Yesterday a 104-page report was released by the parliamentary inquiry into the CSG industry in NSW detailing how the NSW Government has failed to fully implement the majority of the NSW Chief Scientist’s 16 recommendations from 2014

In February 2013, former NSW Premier Mr Barry O’Farrell commissioned the then NSW Chief Scientist and Engineer, Professor Mary O’Kane, to carry out an independent review of coal seam gas activities in New South Wales.

This inquiry was self-referred on Thursday 3 October 2019 to inquire into and report on the implementation of the recommendations contained in the NSW Chief Scientist’s Independent Review of Coal Seam Gas Activities in New South Wales.

On Tuesday 3 December 2019, the committee resolved to extend the reporting date to Friday 28 February 2020.

The Committee members were Mark Banasiak MLC, Lou Amato MLC, Ms Abigail Boyd MLC, Catherine Cusack MLC, Mr Justin Field MLC, Trevor Khan MLC, Peter Primrose MLC and  Adam Searle MLC.

Mark Banasiak, MLC. Photo Facebook.

The Hon Mark Banasiak MLC

In the Chair’s foreword, The Hon Mark Banasiak MLC said the inquiry was established to examine the status of implementation of the 16 recommendations made in the 2014 Independent Review of Coal Seam Gas Activities in NSW by the NSW Chief Scientist.
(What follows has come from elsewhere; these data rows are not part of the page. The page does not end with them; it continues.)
#[cfg(test)]
mod tests {
    use std::io::Write;

    use actix_web::http::header::CONTENT_TYPE;
    use actix_web::{App, test as actix_test};
    use flate2::Compression;
    use flate2::write::GzEncoder;
    use git2::Oid;
    use tempfile::TempDir;

    use super::*;
    use crate::testing::seed_commit;

    macro_rules! git_app {
        ($manager:expr) => {
            actix_test::init_service(App::new().app_data(web::Data::new($manager)).service(scope("/git"))).await
        };
    }

    /// org/app with one commit on its default branch
    fn seeded_manager() -> (TempDir, RepositoryManager, Oid) {
        let temp_dir = TempDir::new().unwrap();
        let manager = RepositoryManager::new(temp_dir.path());
        let repository = manager.create_repository("org/app", "").unwrap();
        let head = seed_commit(&repository.path, "initial");
        (temp_dir, manager, head)
    }

    fn gzip(data: &[u8]) -> Vec<u8> {
        let mut encoder = GzEncoder::new(Vec::new(), Compression::default());
        encoder.write_all(data).unwrap();
        encoder.finish().unwrap()
    }

    /// A v0 fetch request: one want line, flush, done
    fn fetch_request(want: Oid) -> Vec<u8> {
        let mut request = pkt_line(&format!("want {want} ofs-delta\n"));
        request.extend_from_slice(FLUSH_PKT);
        request.extend_from_slice(&pkt_line("done\n"));
        request
    }

    fn decode_chunks(headers: &HeaderMap, chunks: &[&[u8]]) -> Vec<u8> {
        let mut decoder = BodyDecoder::new(headers);
        let mut decoded = Vec::new();
        for chunk in chunks {
            decoded.extend(decoder.feed(chunk).unwrap());
        }
        decoded.extend(decoder.finish().unwrap());
        decoded
    }

    #[test]
    fn test_split_git_path() {
        let cases = vec![
            ("user/repo.git/info/refs", Some(("user/repo", "info/refs"))),
            ("org/team/project.git", Some(("org/team/project", ""))),
            ("/org/app.git/git-upload-pack", Some(("org/app", "git-upload-pack"))),
            ("org/app.github/x.git/info/refs", Some(("org/app.github/x", "info/refs"))),
            ("org/app", None),
            ("org/app.gitx", None),
        ];

        for (path, expected) in cases {
            assert_eq!(split_git_path(path), expected, "split of {path}");
        }
    }

    #[test]
    fn test_body_decoder() {
        let compressed = gzip(b"0009done\n");
        let mut gzip_headers = HeaderMap::new();
        gzip_headers.insert(CONTENT_ENCODING, "gzip".parse().unwrap());

        assert_eq!(decode_chunks(&gzip_headers, &[compressed.as_slice()]), b"0009done\n");

        // the magic bytes may arrive split across chunks
        let single_bytes: Vec<&[u8]> = compressed.chunks(1).collect();
        assert_eq!(decode_chunks(&gzip_headers, &single_bytes), b"0009done\n");

        // already decompressed by the transport
        assert_eq!(decode_chunks(&gzip_headers, &[&b"0009"[..], &b"done\n"[..]]), b"0009done\n");
        assert_eq!(decode_chunks(&gzip_headers, &[&b"0"[..]]), b"0");

        assert_eq!(decode_chunks(&HeaderMap::new(), &[&b"00"[..], &b"00"[..]]), b"0000");
        assert!(decode_chunks(&HeaderMap::new(), &[]).is_empty());
    }

    #[actix_web::test]
    async fn test_git_routes_reject_unknown_paths() {
        let temp_dir = TempDir::new().unwrap();
        let manager = RepositoryManager::new(temp_dir.path());
        manager.create_repository("org/app", "").unwrap();
        let app = git_app!(manager);

        let cases = vec![
            ("/git/org/app/info/refs?service=git-upload-pack", 400),
            ("/git/org/missing.git/info/refs?service=git-upload-pack", 404),
            ("/git/org/bad%20name.git/info/refs?service=git-upload-pack", 400),
            ("/git/org/app.git/info/refs?service=git-frobnicate", 400),
            ("/git/org/app.git/objects/info/packs", 404),
            ("/git/org/app.git/hooks/evil.git/info/refs?service=git-upload-pack", 404),
        ];

        for (uri, expected) in cases {
            let req = actix_test::TestRequest::get().uri(uri).to_request();
            let resp = actix_test::call_service(&app, req).await;
            assert_eq!(resp.status().as_u16(), expected, "GET {uri}");
        }
    }

    #[actix_web::test]
    async fn test_receive_pack_requires_opt_in() {
        let temp_dir = TempDir::new().unwrap();
        let manager = RepositoryManager::new(temp_dir.path());
        let repository = manager.create_repository("org/locked", "").unwrap();

        let repo = git2::Repository::open_bare(&repository.path).unwrap();
        repo.config()
            .unwrap()
            .open_level(git2::ConfigLevel::Local)
            .unwrap()
            .set_bool("http.receivepack", false)
            .unwrap();

        let app = git_app!(manager);

        let req = actix_test::TestRequest::get()
            .uri("/git/org/locked.git/info/refs?service=git-receive-pack")
            .to_request();
        let resp = actix_test::call_service(&app, req).await;
        assert_eq!(resp.status().as_u16(), 403);

        let req = actix_test::TestRequest::post()
            .uri("/git/org/locked.git/git-receive-pack")
            .set_payload("0000")
            .to_request();
        let resp = actix_test::call_service(&app, req).await;
        assert_eq!(resp.status().as_u16(), 403);
    }

    #[actix_web::test]
    async fn test_info_refs_advertises_head() {
        let (_temp_dir, manager, head) = seeded_manager();
        let app = git_app!(manager);

        let req = actix_test::TestRequest::get()
            .uri("/git/org/app.git/info/refs?service=git-upload-pack")
            .to_request();
        let resp = actix_test::call_service(&app, req).await;
        assert_eq!(resp.status().as_u16(), 200);
        assert_eq!(
            resp.headers().get(CONTENT_TYPE).unwrap().to_str().unwrap(),
            Service::UploadPack.content_type()
        );
        assert_eq!(resp.headers().get(CACHE_CONTROL).unwrap().to_str().unwrap(), "no-cache");

        let body = actix_test::read_body(resp).await;
        let preamble = advertisement_preamble(Service::UploadPack);
        assert!(body.starts_with(&preamble), "missing service preamble");

        let refs = String::from_utf8_lossy(&body[preamble.len()..]).to_string();
        assert!(refs.contains(&format!("{head} HEAD")), "HEAD not advertised: {refs}");
        assert!(refs.contains(&format!("{head} refs/heads/")), "branch not advertised: {refs}");
        assert!(refs.ends_with("0000"), "advertisement must end with a flush: {refs}");
    }

    #[actix_web::test]
    async fn test_upload_pack_serves_fetch() {
        let (_temp_dir, manager, head) = seeded_manager();
        let app = git_app!(manager);

        let plain = fetch_request(head);
        let cases: Vec<(&str, Vec<u8>, Option<&str>)> = vec![
            ("plain", plain.clone(), None),
            ("gzip", gzip(&plain), Some("gzip")),
        ];

        for (name, payload, encoding) in cases {
            let mut req = actix_test::TestRequest::post()
                .uri("/git/org/app.git/git-upload-pack")
                .insert_header((CONTENT_TYPE, "application/x-git-upload-pack-request"));
            if let Some(encoding) = encoding {
                req = req.insert_header((CONTENT_ENCODING, encoding));
            }

            let resp = actix_test::call_service(&app, req.set_payload(payload).to_request()).await;
            assert_eq!(resp.status().as_u16(), 200, "{name} fetch");
            assert_eq!(
                resp.headers().get(CONTENT_TYPE).unwrap().to_str().unwrap(),
                Service::UploadPack.result_content_type(),
                "{name} fetch"
            );

            let body = actix_test::read_body(resp).await;
            assert!(body.starts_with(b"0008NAK\n"), "{name} fetch: missing NAK");
            assert!(body[8..].starts_with(b"PACK"), "{name} fetch: missing pack data");
        }
    }

    #[actix_web::test]
    async fn test_body_limit_is_enforced_while_streaming() {
        let mut child = Command::new("cat")
            .stdin(Stdio::piped())
            .stdout(Stdio::null())
            .kill_on_drop(true)
            .spawn()
            .unwrap();
        let stdin = child.stdin.take().unwrap();

        let request = fetch_request(Oid::zero());
        let chunks: Vec<Result<web::Bytes, PayloadError>> = request
            .chunks(16)
            .map(|chunk| Ok(web::Bytes::copy_from_slice(chunk)))
            .collect();

        let result = feed_stdin(stdin, stream::iter(chunks), BodyDecoder::Plain, 32).await;
        assert!(matches!(result, Err(GitHttpError::PayloadTooLarge(32))));
        assert_eq!(GitHttpError::PayloadTooLarge(32).status_code(), StatusCode::PAYLOAD_TOO_LARGE);
        child.wait().await.unwrap();
    }
}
‘During this inquiry, the divergent views on the government’s implementation of the recommendations became apparent to the committee,’ he said.

‘According to the NSW Government and industry stakeholders, all recommendations except for two have been implemented, with the two outstanding recommendations (Recommendations 4 and 9) considered as “in progress”. However, for all other inquiry participants, the recommendations have not been implemented fully or, in some cases not at all, further exacerbating fears and concerns about the impact of the coal seam gas activities.

‘It also became apparent to the committee that in the five years since the release of the NSW Chief Scientist’s report, public communication and access to information about coal seam gas activities has not improved, with efforts by stakeholders to gain information often unsuccessful.

‘The committee has therefore recommended that the NSW Government commit to further improving the accessibility and transparency of information relating to coal seam gas and the wider gas sector through the SEED portal, and through regular updates and accessible links to information on the EPA website.

‘This inquiry has been an important check and balance on the government’s implementation of the NSW Chief Scientist’s 16 recommendations.

‘While the committee acknowledges the efforts of the government to date in implementing these recommendations there is clearly more work to be done.

‘Where the committee has identified that the government has not implemented the recommendations of the NSW Chief Scientist in full, we have recommended that all outstanding aspects of each recommendation be implemented.’

From the grass roots

Annie Kia with Uncle Reg King at launch of Gasfield Free Communities, The Channon, 14 April 2012. Photo David Lowe.

The findings and recommendations of the report validate the tireless hard work of the many communities who have been at war with the industry for a long time, up to ten years in some cases.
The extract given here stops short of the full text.